CWA is the exclusive collective negotiations agent for approximately 50,000 public employees throughout New Jersey, a majority of whom are members of the Public Employees' Retirement System ("PERS"). NJEA is a labor organization that represents the professional and economic interests of approximately 175,000 active and 18,835 retired employees of school districts and provides assistance and support to the majority of representatives of school employees in New Jersey. Nearly all of its members or retirees receive pensions from the Teachers' Pension and Annuity Fund ("TPAF"). The PERS and TPAF, along with three other New Jersey State pension funds, hold approximately $79 billion in pension system assets that the DOI manages in various investment vehicles. N.J.A.C. 17:16-69.1.

Historically, employees of the DOI invested these monies in variable return securities and public fixed-income, i.e., stocks and bonds. However, following the lead of other states investing with and benefiting from partnerships with private equity firms, New Jersey adopted an Alternative Investments Program ("AIP"). N.J.S.A. 52:18A-89. Under the AIP, the Common Pension Fund E was created. The Common Pension Fund E contains the commingled assets of five New Jersey pension funds: (1) the Police and Firemen's Retirement System; (2) the PERS; (3) the State Police Retirement System; (4) the TPAF; and (5) the Judicial Retirement System of New Jersey. The AIP authorizes the DOI to invest a portion of the Common Pension Fund E in alternative investment classes including private equity, real assets and absolute return strategies. N.J.S.A. 52:18A-59; N.J.A.C. 17:16-69, -71, -90, -100.

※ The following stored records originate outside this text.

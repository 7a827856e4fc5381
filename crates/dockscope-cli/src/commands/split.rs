use super::read_text;
use crate::cli::SplitArgs;
use crate::error::Result;
use dockscope::core::io::extract::split_poses;
use std::path::{Path, PathBuf};
use tracing::{info, warn};

fn pose_path(output_dir: &Path, stem: &str, model_number: u32) -> PathBuf {
    output_dir.join(format!("{stem}_pose_{model_number}.pdbqt"))
}

pub async fn run(args: SplitArgs) -> Result<()> {
    let text = read_text(&args.input).await?;
    if text.trim().is_empty() {
        warn!("{:?} is empty; nothing to split.", &args.input);
        println!("No poses found in {}.", args.input.display());
        return Ok(());
    }
    let blocks = split_poses(&text);

    let stem = args
        .input
        .file_stem()
        .and_then(|s| s.to_str())
        .unwrap_or("pose");

    tokio::fs::create_dir_all(&args.output_dir).await?;
    for block in &blocks {
        let path = pose_path(&args.output_dir, stem, block.model_number);
        info!(model = block.model_number, "Writing pose to {:?}", &path);
        tokio::fs::write(&path, &block.text).await?;
    }

    println!(
        "Wrote {} pose(s) to {}",
        blocks.len(),
        args.output_dir.display()
    );
    Ok(())
}

#[cfg(test)]
mod tests {
    use super::*;
    use crate::commands::test_support::TWO_POSES;
    use std::fs;
    use tempfile::tempdir;

    #[tokio::test]
    async fn writes_one_file_per_pose() {
        let dir = tempdir().unwrap();
        let input = dir.path().join("lig_out.pdbqt");
        let output_dir = dir.path().join("poses");
        fs::write(&input, TWO_POSES).unwrap();

        run(SplitArgs {
            input,
            output_dir: output_dir.clone(),
        })
        .await
        .unwrap();

        let first = fs::read_to_string(output_dir.join("lig_out_pose_1.pdbqt")).unwrap();
        let second = fs::read_to_string(output_dir.join("lig_out_pose_2.pdbqt")).unwrap();
        assert!(first.contains("-7.50"));
        assert!(second.contains("-6.20"));
        assert!(second.ends_with("ENDMDL\n"));
        assert!(!output_dir.join("lig_out_pose_3.pdbqt").exists());
    }

    #[tokio::test]
    async fn file_without_models_is_copied_as_one_pose() {
        let dir = tempdir().unwrap();
        let input = dir.path().join("ligand.pdbqt");
        let output_dir = dir.path().join("poses");
        let ligand =
            "ATOM      1  C1  UNL     1       0.000   0.000   0.000  0.00  0.00    +0.000 C\n";
        fs::write(&input, ligand).unwrap();

        run(SplitArgs {
            input,
            output_dir: output_dir.clone(),
        })
        .await
        .unwrap();

        let copied = fs::read_to_string(output_dir.join("ligand_pose_1.pdbqt")).unwrap();
        assert_eq!(copied, ligand);
    }

    #[tokio::test]
    async fn only_empty_models_copy_the_whole_file() {
        let dir = tempdir().unwrap();
        let input = dir.path().join("empty.pdbqt");
        let output_dir = dir.path().join("poses");
        fs::write(&input, "MODEL 1\nENDMDL\n").unwrap();

        run(SplitArgs {
            input,
            output_dir: output_dir.clone(),
        })
        .await
        .unwrap();

        let copied = fs::read_to_string(output_dir.join("empty_pose_1.pdbqt")).unwrap();
        assert_eq!(copied, "MODEL 1\nENDMDL\n");
    }

    #[tokio::test]
    async fn blank_file_writes_nothing() {
        let dir = tempdir().unwrap();
        let input = dir.path().join("blank.pdbqt");
        let output_dir = dir.path().join("poses");
        fs::write(&input, "\n").unwrap();

        run(SplitArgs {
            input,
            output_dir: output_dir.clone(),
        })
        .await
        .unwrap();

        assert!(!output_dir.exists());
    }
}
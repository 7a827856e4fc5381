use crate::core::models::atom::{AtomRecord, RecordType};
use thiserror::Error;

#[derive(Debug, Clone, PartialEq, Error)]
pub enum AtomLineError {
    #[error("Malformed atom line: invalid {axis} coordinate in columns {columns} (value: '{value}')")]
    MalformedAtomLine {
        axis: char,
        columns: &'static str,
        value: String,
    },
}

const SERIAL: (usize, usize) = (6, 11);
const NAME: (usize, usize) = (12, 16);
const RES_NAME: (usize, usize) = (17, 20);
const CHAIN: (usize, usize) = (21, 22);
const RES_SEQ: (usize, usize) = (22, 26);
const X: (usize, usize) = (30, 38);
const Y: (usize, usize) = (38, 46);
const Z: (usize, usize) = (46, 54);
const CHARGE: (usize, usize) = (66, 76);
const ELEMENT: (usize, usize) = (76, 78);
const ELEMENT_FALLBACK: (usize, usize) = (12, 14);

fn slice_and_trim(line: &str, (start, end): (usize, usize)) -> &str {
    let end = end.min(line.len());
    line.get(start..end).unwrap_or("").trim()
}

fn parse_coordinate(
    line: &str,
    range: (usize, usize),
    axis: char,
    columns: &'static str,
) -> Result<f64, AtomLineError> {
    let raw = slice_and_trim(line, range);
    match raw.parse::<f64>() {
        Ok(v) if v.is_finite() => Ok(v),
        _ => Err(AtomLineError::MalformedAtomLine {
            axis,
            columns,
            value: raw.to_string(),
        }),
    }
}

/// Parses one fixed-column `ATOM`/`HETATM` line.
///
/// Columns follow the PDB layout (0-indexed, end-exclusive): serial `6..11`,
/// name `12..16`, residue name `17..20`, chain `21`, residue number `22..26`,
/// x/y/z `30..38`/`38..46`/`46..54`, charge `66..76`, element `76..78`.
/// Short lines are read as far as they go.
///
/// # Errors
///
/// Returns [`AtomLineError::MalformedAtomLine`] when any coordinate column is
/// missing, unparseable, or not finite. Serial and residue number fall back
/// to 0 and the charge to 0.0 instead of failing; a blank element column is
/// derived from the first two characters of the atom name with digits removed.
pub fn parse_atom_line(line: &str) -> Result<AtomRecord, AtomLineError> {
    let x = parse_coordinate(line, X, 'x', "31-38")?;
    let y = parse_coordinate(line, Y, 'y', "39-46")?;
    let z = parse_coordinate(line, Z, 'z', "47-54")?;

    let record = line
        .get(0..6)
        .and_then(|r| r.parse().ok())
        .unwrap_or(if line.starts_with("HETATM") {
            RecordType::Hetatm
        } else {
            RecordType::Atom
        });

    let element = match slice_and_trim(line, ELEMENT) {
        "" => slice_and_trim(line, ELEMENT_FALLBACK)
            .chars()
            .filter(|c| !c.is_ascii_digit())
            .collect::<String>()
            .trim()
            .to_string(),
        e => e.to_string(),
    };

    Ok(AtomRecord {
        record,
        serial: slice_and_trim(line, SERIAL).parse().unwrap_or(0),
        name: slice_and_trim(line, NAME).to_string(),
        res_name: slice_and_trim(line, RES_NAME).to_string(),
        chain: slice_and_trim(line, CHAIN).to_string(),
        res_seq: slice_and_trim(line, RES_SEQ).parse().unwrap_or(0),
        x,
        y,
        z,
        charge: slice_and_trim(line, CHARGE).parse().unwrap_or(0.0),
        element,
    })
}

/// Returns `true` if the line (ignoring leading whitespace) is a coordinate record.
pub fn is_atom_line(line: &str) -> bool {
    let trimmed = line.trim_start();
    trimmed.starts_with("ATOM") || trimmed.starts_with("HETATM")
}

#[cfg(test)]
mod tests {
    use super::*;

    const VINA_LIGAND_LINE: &str =
        "ATOM      1  C1  UNL     1      -2.345  11.020   4.500  0.00  0.00    +0.123 C ";
    const PDB_HETATM_LINE: &str =
        "HETATM 1234  O2  LIG B 401      10.000 -20.500  30.250  1.00 20.00   -0.4567 O ";

    #[test]
    fn parses_all_fixed_columns_of_pdbqt_line() {
        let atom = parse_atom_line(VINA_LIGAND_LINE).unwrap();

        assert_eq!(atom.record, RecordType::Atom);
        assert_eq!(atom.serial, 1);
        assert_eq!(atom.name, "C1");
        assert_eq!(atom.res_name, "UNL");
        assert_eq!(atom.chain, "");
        assert_eq!(atom.res_seq, 1);
        assert_eq!((atom.x, atom.y, atom.z), (-2.345, 11.020, 4.5));
        assert!((atom.charge - 0.123).abs() < 1e-12);
        assert_eq!(atom.element, "C");
    }

    #[test]
    fn parses_hetatm_line_with_chain() {
        let atom = parse_atom_line(PDB_HETATM_LINE).unwrap();

        assert_eq!(atom.record, RecordType::Hetatm);
        assert_eq!(atom.serial, 1234);
        assert_eq!(atom.name, "O2");
        assert_eq!(atom.chain, "B");
        assert_eq!(atom.res_seq, 401);
        assert_eq!((atom.x, atom.y, atom.z), (10.0, -20.5, 30.25));
        assert!((atom.charge + 0.4567).abs() < 1e-12);
        assert_eq!(atom.element, "O");
    }

    #[test]
    fn short_line_without_charge_or_element_uses_fallbacks() {
        let line = "ATOM      5 CL12 LIG A   1       1.000   2.000   3.000";
        let atom = parse_atom_line(line).unwrap();

        assert_eq!(atom.charge, 0.0);
        assert_eq!(atom.element, "CL");
    }

    #[test]
    fn element_fallback_strips_digits_from_name_prefix() {
        let line = "ATOM      5  N1  LIG A   1       1.000   2.000   3.000";
        assert_eq!(parse_atom_line(line).unwrap().element, "N");
    }

    #[test]
    fn invalid_serial_and_residue_number_default_to_zero() {
        let line = "ATOM  ***** C1  UNL  ????      1.000   2.000   3.000";
        let atom = parse_atom_line(line).unwrap();

        assert_eq!(atom.serial, 0);
        assert_eq!(atom.res_seq, 0);
        assert_eq!(atom.x, 1.0);
    }

    #[test]
    fn unparseable_coordinate_is_malformed() {
        let line = "ATOM      1  C1  UNL     1      abcdefgh  11.020   4.500";
        let err = parse_atom_line(line).unwrap_err();
        assert!(matches!(
            err,
            AtomLineError::MalformedAtomLine { axis: 'x', .. }
        ));
    }

    #[test]
    fn truncated_line_missing_z_is_malformed() {
        let line = "ATOM      1  C1  UNL     1      -2.345  11.020";
        let err = parse_atom_line(line).unwrap_err();
        assert!(matches!(
            err,
            AtomLineError::MalformedAtomLine { axis: 'z', .. }
        ));
    }

    #[test]
    fn non_finite_coordinate_is_malformed() {
        let line = "ATOM      1  C1  UNL     1         NaN  11.020   4.500";
        assert!(parse_atom_line(line).is_err());
    }

    #[test]
    fn is_atom_line_accepts_coordinate_records_only() {
        assert!(is_atom_line(VINA_LIGAND_LINE));
        assert!(is_atom_line("  HETATM    1"));
        assert!(!is_atom_line("REMARK VINA RESULT:"));
        assert!(!is_atom_line("ANISOU    1"));
    }
}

The AIP authorizes DOI to become a limited partner in a private equity fund for which a general partner, who is not an employee of the State, makes the day-to-day investment decisions. Furthermore, the Federal Securities and Exchange Commission ("SEC") exempts private equity funds from the disclosure requirements of the Securities Act of 1933. 17 C.F.R. § 230.506. Specifically, Rule 506 only requires private equity funds to provide identifying information, the number of investors, the dollar amount of securities sold, the expenses of issuance, and a general statement of the intended use of the proceeds. This exemption promotes the policy of allowing a small number of sophisticated investors to pursue investments without revealing their strategies to the public. The State, through its Common Pension Fund E, is considered one such sophisticated investor.

Currently, the State is a limited partner of a number of partnerships with private equity firms as general partners. To create each limited partnership, a general partner negotiates with the State to draft a partnership agreement. According to William Clark, the Director of the DOI, each agreement "sets forth the name of the fund[] and the name of its general partner and/or investment advisor." The agreements give the purpose and duration for each fund. They detail the investment strategies of the general partners and establish boundaries for what types of investments may be made and how much the general partner may invest in each. They set forth how long the general partner may hold a particular investment and outline contingency plans for disruptions to the ordinary management of the fund. The agreements also set forth an accounting convention, how to allocate profits and losses of a fund, and how to address tax issues. Finally, they establish the fees for managing the fund and what happens in case a partner violates the terms of the agreement.

Once the general partner drafts the partnership agreement for a particular fund, the general partner and the State must negotiate a supplemental agreement to address the peculiar needs of the State. Specifically, the so-called "side letter agreement" gives the State a seat on the advisory board, acknowledges the State's status as a tax-exempt entity, sets out additional notice and reporting requirements, establishes limitations on indemnity and liability and incorporates provisions regarding the State Investment Council's ("SIC") Policy Concerning Political Contributions and Prohibitions on Investment Management Business.*fn1 The side letter agreement also notes plaintiffs' pending appellate litigation challenging the legality of the regulations authorizing the AIP, Communications Workers of America v. McCormac, Docket No. A-5198-04T1.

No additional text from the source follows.